Menurutnya, guru mengaji, garin, imam masjid, dan guru PAUD memiliki peran penting dalam pembentukan karakter anak sejak dini. Karena itu, dukungan terhadap mereka perlu terus diperkuat.
Wirman juga mengingatkan orang tua agar tidak membiarkan anak berhenti belajar Al-Qur’an setelah khatam.
“Khatam bukan penutup perjalanan. Anak-anak harus terus membaca, mempelajari, menghafal dan mengamalkan Al-Qur’an,” ujarnya.
Khatam Al-Qur’an di Masjid Al Hidayah tahun ini diikuti 34 santriwan dan santriwati. Ketua pelaksana Hendri Fadila mengatakan tradisi tersebut telah dilaksanakan secara rutin sejak 1988.
“Kegiatan ini bukan perlombaan, tetapi momentum bagi anak-anak untuk memberikan kebahagiaan dan doa kepada kedua orang tua,” kata Hendri.
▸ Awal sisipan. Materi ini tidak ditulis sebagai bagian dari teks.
//! Quote request form state and submission lifecycle

use super::field::{FieldName, FormField};
use super::validation::{validate, ValidationErrors};
use super::work_type::WorkType;
use serde::Serialize;
use std::collections::BTreeSet;

/// Columns in the work type checkbox grid
pub const WORK_TYPE_COLUMNS: usize = 2;

/// Trait for common form focus operations
pub trait Form {
    fn field_count(&self) -> usize;
    fn active_field(&self) -> usize;
    fn set_active_field(&mut self, index: usize);
    fn next_field(&mut self) {
        let count = self.field_count();
        let current = self.active_field();
        self.set_active_field((current + 1) % count);
    }
    fn prev_field(&mut self) {
        let count = self.field_count();
        let current = self.active_field();
        if current == 0 {
            self.set_active_field(count - 1);
        } else {
            self.set_active_field(current - 1);
        }
    }
    fn get_active_field_mut(&mut self) -> Option<&mut FormField>;
    fn get_field(&self, index: usize) -> Option<&FormField>;
}

/// Which part of the form has keyboard focus
#[derive(Debug, Clone, Copy, PartialEq, Eq)]
pub enum FocusTarget {
    AccountantName,
    AccountantEmail,
    ClientName,
    WorkTypes,
    SubmitButton,
}

impl FocusTarget {
    const ORDER: [FocusTarget; 5] = [
        FocusTarget::AccountantName,
        FocusTarget::AccountantEmail,
        FocusTarget::ClientName,
        FocusTarget::WorkTypes,
        FocusTarget::SubmitButton,
    ];

    fn from_index(index: usize) -> Self {
        Self::ORDER
            .get(index)
            .copied()
            .unwrap_or(FocusTarget::SubmitButton)
    }
}

/// Submission lifecycle of the form
#[derive(Debug, Clone, Copy, PartialEq, Eq, Default)]
pub enum SubmissionStatus {
    #[default]
    Idle,
    Submitting,
}

/// Snapshot of a valid form handed to the submission sink
#[derive(Debug, Clone, PartialEq, Eq, Serialize)]
#[serde(rename_all = "camelCase")]
pub struct QuoteRequest {
    pub accountant_name: String,
    pub accountant_email: String,
    pub client_name: String,
    pub work_types: Vec<WorkType>,
}

/// Result of a submit trigger
#[derive(Debug, Clone, PartialEq, Eq)]
pub enum SubmitAttempt {
    /// Validation failed; the errors are now on the form
    Blocked,
    /// A submission is already in flight
    AlreadySubmitting,
    /// The form moved to `Submitting`; the request should be sent
    Started(QuoteRequest),
}

/// The Request for Quote form
#[derive(Debug, Clone)]
pub struct QuoteForm {
    pub accountant_name: FormField,
    pub accountant_email: FormField,
    pub client_name: FormField,
    selected_work_types: BTreeSet<WorkType>,
    /// Highlighted checkbox in the work type grid
    pub work_type_cursor: usize,
    pub active_field_index: usize,
    errors: ValidationErrors,
    status: SubmissionStatus,
}

impl QuoteForm {
    pub fn new() -> Self {
        Self {
            accountant_name: FormField::text(FieldName::AccountantName, "Accountant's Name"),
            accountant_email: FormField::text(
                FieldName::AccountantEmail,
                "Accountant's Email Address",
            ),
            client_name: FormField::text(FieldName::ClientName, "Client Name"),
            selected_work_types: BTreeSet::new(),
            work_type_cursor: 0,
            active_field_index: 0,
            errors: ValidationErrors::default(),
            status: SubmissionStatus::Idle,
        }
    }

    pub fn focus(&self) -> FocusTarget {
        FocusTarget::from_index(self.active_field_index)
    }

    pub fn status(&self) -> SubmissionStatus {
        self.status
    }

    pub fn is_submitting(&self) -> bool {
        self.status == SubmissionStatus::Submitting
    }

    /// Errors from the most recent submit attempt
    pub fn errors(&self) -> &ValidationErrors {
        &self.errors
    }

    pub fn selected_work_types(&self) -> &BTreeSet<WorkType> {
        &self.selected_work_types
    }

    pub fn is_selected(&self, work_type: WorkType) -> bool {
        self.selected_work_types.contains(&work_type)
    }

    fn text_field_mut(&mut self, name: FieldName) -> Option<&mut FormField> {
        match name {
            FieldName::AccountantName => Some(&mut self.accountant_name),
            FieldName::AccountantEmail => Some(&mut self.accountant_email),
            FieldName::ClientName => Some(&mut self.client_name),
            FieldName::WorkTypes => None,
        }
    }

    /// Overwrite one text field. Errors are left alone until the next submit.
    pub fn set_field(&mut self, name: FieldName, value: impl Into<String>) {
        match self.text_field_mut(name) {
            Some(field) => field.set_text(value),
            None => tracing::debug!("Ignoring text update for non-text field {name}"),
        }
    }

    /// Add the work type if absent, remove it if present
    pub fn toggle_work_type(&mut self, work_type: WorkType) {
        if !self.selected_work_types.remove(&work_type) {
            self.selected_work_types.insert(work_type);
        }
    }

    /// Toggle the checkbox under the grid cursor
    pub fn toggle_highlighted_work_type(&mut self) {
        if let Some(work_type) = WorkType::ALL.get(self.work_type_cursor).copied() {
            self.toggle_work_type(work_type);
        }
    }

    pub fn work_type_cursor_right(&mut self) {
        let next = self.work_type_cursor + 1;
        if self.work_type_cursor % WORK_TYPE_COLUMNS < WORK_TYPE_COLUMNS - 1
            && next < WorkType::ALL.len()
        {
            self.work_type_cursor = next;
        }
    }

    pub fn work_type_cursor_left(&mut self) {
        if self.work_type_cursor % WORK_TYPE_COLUMNS > 0 {
            self.work_type_cursor -= 1;
        }
    }

    pub fn work_type_cursor_down(&mut self) {
        let next = self.work_type_cursor + WORK_TYPE_COLUMNS;
        if next < WorkType::ALL.len() {
            self.work_type_cursor = next;
        }
    }

    pub fn work_type_cursor_up(&mut self) {
        if self.work_type_cursor >= WORK_TYPE_COLUMNS {
            self.work_type_cursor -= WORK_TYPE_COLUMNS;
        }
    }

    /// Handle a submit trigger: validate, then either block or start submitting
    pub fn begin_submit(&mut self) -> SubmitAttempt {
        if self.is_submitting() {
            return SubmitAttempt::AlreadySubmitting;
        }

        self.errors = validate(self);
        if !self.errors.is_empty() {
            return SubmitAttempt::Blocked;
        }

        self.status = SubmissionStatus::Submitting;
        SubmitAttempt::Started(self.to_request())
    }

    /// The sink accepted the request: back to `Idle` with an empty form
    pub fn complete_submission(&mut self) {
        *self = Self::new();
    }

    /// The sink failed: back to `Idle`, keeping what was entered
    pub fn fail_submission(&mut self) {
        self.status = SubmissionStatus::Idle;
    }

    pub fn to_request(&self) -> QuoteRequest {
        QuoteRequest {
            accountant_name: self.accountant_name.as_text().to_string(),
            accountant_email: self.accountant_email.as_text().to_string(),
            client_name: self.client_name.as_text().to_string(),
            work_types: self.selected_work_types.iter().copied().collect(),
        }
    }
}

impl Default for QuoteForm {
    fn default() -> Self {
        Self::new()
    }
}

impl Form for QuoteForm {
    fn field_count(&self) -> usize {
        5 // three text fields, work types, submit button
    }
    fn active_field(&self) -> usize {
        self.active_field_index
    }
    fn set_active_field(&mut self, index: usize) {
        self.active_field_index = index.min(4);
    }
    fn get_active_field_mut(&mut self) -> Option<&mut FormField> {
        match self.focus() {
            FocusTarget::AccountantName => Some(&mut self.accountant_name),
            FocusTarget::AccountantEmail => Some(&mut self.accountant_email),
            FocusTarget::ClientName => Some(&mut self.client_name),
            FocusTarget::WorkTypes | FocusTarget::SubmitButton => None,
        }
    }
    fn get_field(&self, index: usize) -> Option<&FormField> {
        match index {
            0 => Some(&self.accountant_name),
            1 => Some(&self.accountant_email),
            2 => Some(&self.client_name),
            _ => None,
        }
    }
}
Ia menyampaikan apresiasi kepada majelis guru, pemerintah daerah, tokoh masyarakat, dan para donatur yang telah mendukung pelaksanaan kegiatan tersebut.
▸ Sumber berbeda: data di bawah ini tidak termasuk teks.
//! Report data types.

use chrono::NaiveDate;
use rust_decimal::Decimal;
use serde::{Deserialize, Serialize};
use uuid::Uuid;

use crate::ledger::{EntityType, EntryType, HeadType};

/// Ledger a statement is drawn for.
#[derive(Debug, Clone, Serialize, Deserialize)]
pub struct StatementLedger {
    /// Ledger ID.
    pub ledger_id: Uuid,
    /// Ledger code.
    pub ledger_code: String,
    /// Ledger name.
    pub name: String,
    /// Type of the owning head.
    pub head_type: HeadType,
}

/// One journal line as read from storage, with its entry's details.
#[derive(Debug, Clone, Serialize, Deserialize)]
pub struct StatementPosting {
    /// Journal entry ID.
    pub entry_id: Uuid,
    /// Entry transaction number.
    pub transaction_number: String,
    /// Entry date.
    pub date: NaiveDate,
    /// Entry description.
    pub description: String,
    /// Entry type.
    pub entry_type: EntryType,
    /// Entry reference.
    pub reference: Option<String>,
    /// Debit amount.
    pub debit: Decimal,
    /// Credit amount.
    pub credit: Decimal,
}

/// Statement line with its running balance.
#[derive(Debug, Clone, Serialize, Deserialize)]
pub struct StatementLine {
    /// Journal entry ID.
    pub entry_id: Uuid,
    /// Entry transaction number.
    pub transaction_number: String,
    /// Entry date.
    pub date: NaiveDate,
    /// Entry description.
    pub description: String,
    /// Entry type.
    #[serde(rename = "type")]
    pub entry_type: EntryType,
    /// Entry reference.
    pub reference: Option<String>,
    /// Debit amount.
    pub debit: Decimal,
    /// Credit amount.
    pub credit: Decimal,
    /// Running balance after this line, read with the head's sign.
    pub balance: Decimal,
}

/// Account statement over a date range.
#[derive(Debug, Clone, Serialize, Deserialize)]
pub struct AccountStatement {
    /// Ledger the statement is for.
    pub ledger: StatementLedger,
    /// First day of the range (inclusive).
    pub period_start: NaiveDate,
    /// Last day of the range (inclusive).
    pub period_end: NaiveDate,
    /// Balance from all lines before `period_start`.
    pub opening_balance: Decimal,
    /// Total debits in the range.
    pub total_debit: Decimal,
    /// Total credits in the range.
    pub total_credit: Decimal,
    /// Balance after the last line in the range.
    pub closing_balance: Decimal,
    /// Lines in date order.
    pub lines: Vec<StatementLine>,
}

/// A ledger as seen by the financial overview.
#[derive(Debug, Clone, Serialize, Deserialize)]
pub struct OverviewLedger {
    /// Ledger name.
    pub name: String,
    /// Type of the owning head.
    pub head_type: HeadType,
    /// Entity type of the ledger.
    pub entity_type: EntityType,
    /// Stored (debit-positive) balance.
    pub balance: Decimal,
}

/// One slice of the expense breakdown.
#[derive(Debug, Clone, PartialEq, Eq, Serialize, Deserialize)]
pub struct ExpenseSlice {
    /// Ledger name.
    pub name: String,
    /// Expense total for that name.
    pub value: Decimal,
}

/// Aggregate income, expense, and cash position.
#[derive(Debug, Clone, Serialize, Deserialize)]
pub struct FinancialOverview {
    /// Sum of absolute income balances.
    pub income: Decimal,
    /// Sum of expense balances.
    pub expense: Decimal,
    /// `income - expense`.
    pub net_profit: Decimal,
    /// Sum of bank and cash balances.
    pub cash_bank_balance: Decimal,
    /// Positive expense balances by ledger name, for pie charts.
    pub expense_breakdown: Vec<ExpenseSlice>,
}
Hendri menjelaskan hadiah dan piala yang diberikan kepada peserta bukan tujuan utama kegiatan, melainkan bentuk penghargaan atas penampilan terbaik para santri dalam rangkaian prosesi khatam Al-Qur’an.
“Semoga seluruh bantuan, tenaga dan pikiran yang diberikan menjadi amal ibadah dan mendapat pahala yang berlipat ganda,” pungkasnya. (MC)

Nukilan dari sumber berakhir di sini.